O presidente da Venezuela, Nicolás Maduro, desembarcou neste sábado (3) nos Estados Unidos sob forte escolta de agentes federais. Imagens exibidas por emissoras de televisão mostraram o líder venezuelano chegando ao Aeroporto Internacional de Stewart, no Vale do Hudson, a cerca de 95 quilômetros de Nova York.
A aeronave que transportou Maduro e a esposa, Cília Flores, pousou por volta das 18h30 (horário de Brasília), mais de 16 horas após a captura do casal em Caracas. A prisão ocorreu durante uma operação militar conduzida por forças especiais norte-americanas, que realizaram uma invasão sem precedentes em território venezuelano.
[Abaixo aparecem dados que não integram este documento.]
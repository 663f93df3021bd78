use serde::{Deserialize, Serialize};

/// A registered account. Doubles as the signup request body.
#[derive(Serialize, Deserialize, Clone, Debug, PartialEq, Eq)]
pub struct User {
    pub username: String,
    pub password: String,
    pub email: String,
}

#[derive(Serialize, Deserialize, Clone, Debug, PartialEq, Eq)]
pub struct Post {
    pub title: String,
    pub content: String,
    pub author: String,
}

/// Body of `POST /posts`. Any `author` the client sends is dropped.
#[derive(Deserialize, Clone, Debug)]
pub struct NewPost {
    pub title: String,
    pub content: String,
}

/// Body of `PUT /posts/{index}`.
#[derive(Deserialize, Clone, Debug)]
pub struct PostUpdate {
    pub title: String,
    pub content: String,
    pub author: String,
}

#[derive(Serialize, Deserialize, Clone, Debug, PartialEq, Eq)]
pub struct Token {
    pub access_token: String,
    pub token_type: String,
}

#[derive(Deserialize, Clone, Debug)]
pub struct Credentials {
    pub username: String,
    pub password: String,
}

#[derive(Serialize, Deserialize, Clone, Debug, Default, PartialEq, Eq)]
pub struct ReactionSummary {
    pub likes: Vec<String>,
    pub dislikes: Vec<String>,
}
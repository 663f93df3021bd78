use std::fmt;
use std::str::FromStr;

use argon2::password_hash::SaltString;
use argon2::{Argon2, PasswordHash, PasswordHasher, PasswordVerifier};
use http::StatusCode;
use rand::rngs::OsRng;
use serde::de::DeserializeOwned;
use serde::Serialize;
use spin_sdk::http::Response;

use crate::core::errors::ApiError;

/// How credentials are kept in the credential store.
#[derive(Debug, Clone, Copy, Default, PartialEq, Eq)]
pub enum PasswordScheme {
    /// Stored as supplied and compared byte for byte.
    #[default]
    Plaintext,
    /// Stored as an Argon2 PHC string with a random salt.
    Argon2,
}

impl PasswordScheme {
    pub fn digest(&self, password: &str) -> anyhow::Result<String> {
        match self {
            PasswordScheme::Plaintext => Ok(password.to_string()),
            PasswordScheme::Argon2 => hash_password(password),
        }
    }

    pub fn verify(&self, password: &str, stored: &str) -> bool {
        match self {
            PasswordScheme::Plaintext => password.as_bytes() == stored.as_bytes(),
            PasswordScheme::Argon2 => verify_password(password, stored),
        }
    }
}

impl fmt::Display for PasswordScheme {
    fn fmt(&self, f: &mut fmt::Formatter<'_>) -> fmt::Result {
        match self {
            PasswordScheme::Plaintext => write!(f, "plaintext"),
            PasswordScheme::Argon2 => write!(f, "argon2"),
        }
    }
}

impl FromStr for PasswordScheme {
    type Err = anyhow::Error;

    fn from_str(s: &str) -> Result<Self, Self::Err> {
        match s.trim().to_ascii_lowercase().as_str() {
            "plaintext" | "plain" => Ok(PasswordScheme::Plaintext),
            "argon2" => Ok(PasswordScheme::Argon2),
            other => Err(anyhow::anyhow!("unknown password scheme: {}", other)),
        }
    }
}

pub fn hash_password(password: &str) -> anyhow::Result<String> {
    let salt = SaltString::generate(&mut OsRng);

    Argon2::default()
        .hash_password(password.as_bytes(), &salt)
        .map(|hash| hash.to_string())
        .map_err(|e| anyhow::anyhow!("Failed to hash password: {}", e))
}

pub fn verify_password(password: &str, hash: &str) -> bool {
    let parsed_hash = match PasswordHash::new(hash) {
        Ok(h) => h,
        Err(_) => return false,
    };

    Argon2::default()
        .verify_password(password.as_bytes(), &parsed_hash)
        .is_ok()
}

pub fn json_response<T: Serialize>(status: StatusCode, value: &T) -> Result<Response, ApiError> {
    let body = serde_json::to_vec(value).map_err(|e| ApiError::InternalError(e.to_string()))?;
    Ok(Response::builder()
        .status(status.as_u16())
        .header("Content-Type", "application/json")
        .body(body)
        .build())
}

pub fn message(text: &str) -> Result<Response, ApiError> {
    json_response(StatusCode::OK, &serde_json::json!({ "message": text }))
}

/// Decodes a JSON request body; shape errors become 422 like any other
/// validation failure.
pub fn parse_json<T: DeserializeOwned>(body: &[u8]) -> Result<T, ApiError> {
    serde_json::from_slice(body).map_err(|e| ApiError::Unprocessable(e.to_string()))
}
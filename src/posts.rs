use http::StatusCode;
use spin_sdk::http::{Request, Response};

use crate::auth::authenticate;
use crate::core::db::{lock, Database, SharedDb};
use crate::core::errors::{ApiError, Mutation, SocialError};
use crate::core::helpers::{json_response, message, parse_json};
use crate::models::models::{NewPost, Post, PostUpdate};
use crate::policy::can_modify;

// === Post repository ===
//
// Posts are addressed by their position. Deleting a post shifts every later
// index down by one.

impl Database {
    pub fn list(&self) -> &[Post] {
        &self.posts
    }

    pub fn post(&self, index: usize) -> Result<&Post, SocialError> {
        self.posts.get(index).ok_or(SocialError::NotFound(index))
    }

    /// Append a post owned by `actor` and return its index.
    pub fn create(&mut self, title: &str, content: &str, actor: &str) -> usize {
        self.posts.push(Post {
            title: title.to_string(),
            content: content.to_string(),
            author: actor.to_string(),
        });
        self.posts.len() - 1
    }

    /// Overwrite a post the actor owns.
    ///
    /// The stored author is replaced by `author` unless the store pins
    /// authorship.
    pub fn replace(
        &mut self,
        index: usize,
        title: &str,
        content: &str,
        author: &str,
        actor: &str,
    ) -> Result<(), SocialError> {
        let pin_author = self.settings.pin_post_author;
        let existing = self.posts.get_mut(index).ok_or(SocialError::NotFound(index))?;
        if !can_modify(actor, existing) {
            return Err(SocialError::Forbidden(Mutation::Edit));
        }

        let author = if pin_author {
            existing.author.clone()
        } else {
            author.to_string()
        };
        *existing = Post {
            title: title.to_string(),
            content: content.to_string(),
            author,
        };
        Ok(())
    }

    /// Remove a post the actor owns. Reaction ledgers keep their keys.
    pub fn delete(&mut self, index: usize, actor: &str) -> Result<Post, SocialError> {
        let existing = self.post(index)?;
        if !can_modify(actor, existing) {
            return Err(SocialError::Forbidden(Mutation::Delete));
        }
        Ok(self.posts.remove(index))
    }
}

// === HTTP handlers ===

pub fn list_posts(db: &SharedDb, req: &Request) -> Result<Response, ApiError> {
    authenticate(req)?;
    let posts = lock(db)?.list().to_vec();
    json_response(StatusCode::OK, &posts)
}

pub fn create_post(db: &SharedDb, req: &Request) -> Result<Response, ApiError> {
    let actor = authenticate(req)?;
    let body: NewPost = parse_json(req.body())?;

    let index = lock(db)?.create(&body.title, &body.content, &actor);
    tracing::info!(index, author = %actor, "post created");

    json_response(
        StatusCode::OK,
        &serde_json::json!({ "message": "Post created successfully", "index": index }),
    )
}

pub fn edit_post(db: &SharedDb, req: &Request, index: usize) -> Result<Response, ApiError> {
    let actor = authenticate(req)?;
    let body: PostUpdate = parse_json(req.body())?;

    let result = lock(db)?.replace(index, &body.title, &body.content, &body.author, &actor);
    match result {
        Ok(()) => {
            tracing::info!(index, actor = %actor, "post updated");
            message("Post updated successfully")
        }
        Err(e) => {
            tracing::warn!(index, actor = %actor, error = %e, "edit rejected");
            Err(e.into())
        }
    }
}

pub fn delete_post(db: &SharedDb, req: &Request, index: usize) -> Result<Response, ApiError> {
    let actor = authenticate(req)?;

    let result = lock(db)?.delete(index, &actor);
    match result {
        Ok(post) => {
            tracing::info!(index, actor = %actor, title = %post.title, "post deleted");
            message("Post deleted successfully")
        }
        Err(e) => {
            tracing::warn!(index, actor = %actor, error = %e, "delete rejected");
            Err(e.into())
        }
    }
}
pub mod db;
pub mod errors;
pub mod form;
pub mod helpers;
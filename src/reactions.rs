use std::collections::HashMap;

use http::StatusCode;
use spin_sdk::http::{Request, Response};

use crate::auth::authenticate;
use crate::core::db::{lock, Database, SharedDb};
use crate::core::errors::{ApiError, Reaction, SocialError};
use crate::core::helpers::{json_response, message};
use crate::models::models::ReactionSummary;
use crate::policy::can_react;

// === Reaction ledger ===

impl Database {
    pub fn like(&mut self, index: usize, actor: &str) -> Result<(), SocialError> {
        self.react(index, actor, Reaction::Like)
    }

    pub fn dislike(&mut self, index: usize, actor: &str) -> Result<(), SocialError> {
        self.react(index, actor, Reaction::Dislike)
    }

    /// Record a reaction against a post index.
    ///
    /// The ledger is an append-only log unless the store dedupes reactions,
    /// in which case a repeat by the same actor is accepted but not recorded.
    pub fn react(&mut self, index: usize, actor: &str, reaction: Reaction) -> Result<(), SocialError> {
        let post = self.post(index)?;
        if !can_react(actor, post) {
            return Err(SocialError::SelfReaction(reaction));
        }

        let dedupe = self.settings.dedupe_reactions;
        let actors = self.ledger_mut(reaction).entry(index).or_default();
        if dedupe && actors.iter().any(|a| a == actor) {
            return Ok(());
        }
        actors.push(actor.to_string());
        Ok(())
    }

    pub fn reactions(&self, index: usize) -> Result<ReactionSummary, SocialError> {
        self.post(index)?;
        Ok(ReactionSummary {
            likes: self.likes.get(&index).cloned().unwrap_or_default(),
            dislikes: self.dislikes.get(&index).cloned().unwrap_or_default(),
        })
    }

    fn ledger_mut(&mut self, reaction: Reaction) -> &mut HashMap<usize, Vec<String>> {
        match reaction {
            Reaction::Like => &mut self.likes,
            Reaction::Dislike => &mut self.dislikes,
        }
    }
}

// === HTTP handlers ===

pub fn handle_reaction(
    db: &SharedDb,
    req: &Request,
    index: usize,
    reaction: Reaction,
) -> Result<Response, ApiError> {
    let actor = authenticate(req)?;

    let result = lock(db)?.react(index, &actor, reaction);
    match result {
        Ok(()) => {
            tracing::info!(index, actor = %actor, %reaction, "reaction recorded");
            match reaction {
                Reaction::Like => message("Post liked successfully"),
                Reaction::Dislike => message("Post disliked successfully"),
            }
        }
        Err(e) => {
            tracing::warn!(index, actor = %actor, error = %e, "reaction rejected");
            Err(e.into())
        }
    }
}

pub fn get_reactions(db: &SharedDb, req: &Request, index: usize) -> Result<Response, ApiError> {
    authenticate(req)?;
    let summary = lock(db)?.reactions(index)?;
    json_response(StatusCode::OK, &summary)
}
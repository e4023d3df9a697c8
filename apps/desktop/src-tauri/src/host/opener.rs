//! Opens folders and documents with the platform's default handler.

use std::path::Path;
use std::process::{Command, Stdio};

use tracing::debug;

use super::HostError;

/// Opens a path in the OS file manager or default application.
pub trait Opener: Send + Sync {
    fn open(&self, target: &Path) -> Result<(), HostError>;
}

/// Opener backed by `xdg-open`, `open` or `explorer`.
#[derive(Debug, Default, Clone)]
pub struct SystemOpener;

#[cfg(target_os = "windows")]
const OPEN_PROGRAM: &str = "explorer";

#[cfg(target_os = "macos")]
const OPEN_PROGRAM: &str = "open";

#[cfg(not(any(target_os = "windows", target_os = "macos")))]
const OPEN_PROGRAM: &str = "xdg-open";

impl Opener for SystemOpener {
    fn open(&self, target: &Path) -> Result<(), HostError> {
        debug!(?target, program = OPEN_PROGRAM, "Opening with default handler");
        // Not waited on; the handler may outlive the request.
        Command::new(OPEN_PROGRAM)
            .arg(target)
            .stdin(Stdio::null())
            .stdout(Stdio::null())
            .stderr(Stdio::null())
            .spawn()
            .map(|_| ())
            .map_err(|source| HostError::Spawn {
                program: OPEN_PROGRAM.to_string(),
                source,
            })
    }
}
impl PrintPipeline {
    pub fn new(host: Arc<dyn PrintHost>, timings: PrintTimings) -> Self {
        PrintPipeline { host, timings }
    }

    /// Printers known to the host. Errors yield an empty list.
    pub async fn list_printers(&self) -> Vec<PrinterInfo> {
        match self.host.list_printers().await {
            Ok(printers) => printers
                .into_iter()
                .map(|p| {
                    PrinterInfo::normalized(
                        p.name,
                        p.display_name,
                        p.is_default,
                        p.status,
                        p.description,
                    )
                })
                .collect(),
            Err(e) => {
                warn!(error = %e, "Failed to list printers");
                Vec::new()
            }
        }
    }

    /// Prints an HTML document.
    pub async fn print_html(&self, request: &PrintRequest) -> PrintOutcome {
        let job_id = Uuid::new_v4();
        let span = tracing::info_span!("print_job", %job_id, mode = %request.mode);
        async move {
            let outcome = if request.silent {
                self.print_silent(request).await
            } else {
                self.print_interactive(request).await
            };
            if outcome.ok {
                info!("Print job completed");
            } else {
                warn!(reason = %outcome.failure_reason, "Print job failed");
            }
            outcome
        }
        .instrument(span)
        .await
    }

    async fn print_interactive(&self, request: &PrintRequest) -> PrintOutcome {
        let debug = PrintDebug {
            device_name: request.device().map(str::to_string),
            paper_size: request.paper_size,
            width_microns: request.paper_size.map(PaperSize::width_microns),
            height_microns: None,
            mode: request.mode,
        };

        let mut surface = match self.host.open_surface(true).await {
            Ok(surface) => surface,
            Err(e) => return PrintOutcome::failed(e.to_string(), debug),
        };

        let result = async {
            surface.load_html(&request.html).await?;
            self.settle(surface.as_mut()).await;
            surface.print_dialog().await
        }
        .await;
        surface.close().await;

        outcome_of(result, debug)
    }

    async fn print_silent(&self, request: &PrintRequest) -> PrintOutcome {
        let mut debug = PrintDebug {
            device_name: request.device().map(str::to_string),
            paper_size: request.paper_size,
            width_microns: request.paper_size.map(PaperSize::width_microns),
            height_microns: None,
            mode: request.mode,
        };

        let mut surface = match self.host.open_surface(false).await {
            Ok(surface) => surface,
            Err(e) => return PrintOutcome::failed(e.to_string(), debug),
        };

        let result = self.run_silent(surface.as_mut(), request, &mut debug).await;

        tokio::time::sleep(Duration::from_millis(self.timings.drain_ms)).await;
        surface.close().await;

        outcome_of(result, debug)
    }

    async fn run_silent(
        &self,
        surface: &mut dyn PrintSurface,
        request: &PrintRequest,
        debug: &mut PrintDebug,
    ) -> SupervisorResult<()> {
        surface.load_html(&request.html).await?;
        self.settle(surface).await;

        match surface.show_inactive().await {
            Ok(()) => tokio::time::sleep(Duration::from_millis(self.timings.repaint_ms)).await,
            Err(e) => debug!(error = %e, "Forced repaint unavailable"),
        }

        if let (PrintMode::Image, Some(paper)) = (request.mode, request.paper_size) {
            if let Err(e) = self.rasterize(surface, paper).await {
                warn!(error = %e, "Rasterizing failed, printing HTML");
            }
        }

        let page_size = match request.paper_size {
            Some(paper) => {
                let height_microns = match surface.measure_px().await {
                    Ok((_, h)) => page_height_microns(h),
                    Err(e) => {
                        debug!(error = %e, "Measuring failed, using fallback height");
                        FALLBACK_PAGE_HEIGHT_MICRONS
                    }
                };
                debug.height_microns = Some(height_microns);
                Some(PageSize {
                    width_microns: paper.width_microns(),
                    height_microns,
                })
            }
            None => None,
        };

        let options = PrintOptions {
            silent: true,
            device_name: debug.device_name.clone(),
            print_background: true,
            margins: MarginType::None,
            landscape: false,
            scale_factor: clamp_scale_factor(request.scale_factor),
            page_size,
            dpi: page_size.map(|_| THERMAL_DPI),
        };
        debug!(?options, "Sending job to printer");

        let timeout = Duration::from_millis(self.timings.completion_timeout_ms);
        match tokio::time::timeout(timeout, surface.print(&options)).await {
            Ok(result) => result,
            Err(_) => Err(SupervisorError::PrintTimeout(self.timings.completion_timeout_ms)),
        }
    }

    /// Replaces the loaded document with a PNG capture of itself.
    async fn rasterize(
        &self,
        surface: &mut dyn PrintSurface,
        paper: PaperSize,
    ) -> SupervisorResult<()> {
        let (w, h) = surface.measure_px().await?;
        let (width, height) = capture_extent(w, h);
        let png = surface.capture_png(width, height).await?;
        debug!(width, height, "Receipt rasterized");
        surface.load_html(&image_page_html(&png, paper)).await?;
        self.settle(surface).await;
        Ok(())
    }

    /// Waits for assets, bounded; a failure only costs layout accuracy.
    async fn settle(&self, surface: &mut dyn PrintSurface) {
        let limit = Duration::from_millis(self.timings.settle_timeout_ms);
        match tokio::time::timeout(limit, surface.wait_for_assets()).await {
            Ok(Ok(())) => {}
            Ok(Err(e)) => debug!(error = %e, "Waiting for assets failed"),
            Err(_) => debug!(?limit, "Assets did not settle in time"),
        }
    }
}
No momento do desembarque, Maduro apareceu cercado por dezenas de agentes do FBI e da DEA, a agência antidrogas dos Estados Unidos. Vestindo moletom com capuz, ele aparentava estar algemado nos pés e nas mãos e teve dificuldades para descer as escadas da aeronave e caminhar até um hangar do aeroporto.
De acordo com a imprensa norte-americana, Maduro e Cília Flores serão processados por tráfico internacional de drogas, embora o governo dos Estados Unidos ainda não tenha apresentado publicamente provas das acusações. O casal deve ser levado de helicóptero até Manhattan, onde passará pela sede da DEA, antes de ser encaminhado a presídios, onde permanecerá detido enquanto responde às imputações.
Mais cedo, em entrevista coletiva, o presidente dos Estados Unidos, Donald Trump, afirmou que o governo norte-americano passará a administrar a Venezuela após a operação militar e a captura de Maduro, até que seja possível conduzir uma transição de poder. Segundo Trump, a ação envolveu cerca de 150 aeronaves e foi planejada ao longo de vários meses.
O presidente norte-americano não informou por quanto tempo os EUA pretendem manter o controle direto do país sul-americano, que faz fronteira com o Brasil em uma extensão superior a 2 mil quilômetros. Trump também sinalizou a possibilidade de diálogo com a vice-presidente da Venezuela, Delcy Rodríguez, sobre a formação de um governo interino. No entanto, Rodríguez rejeitou qualquer subordinação ao governo dos Estados Unidos em sua primeira manifestação pública após os acontecimentos.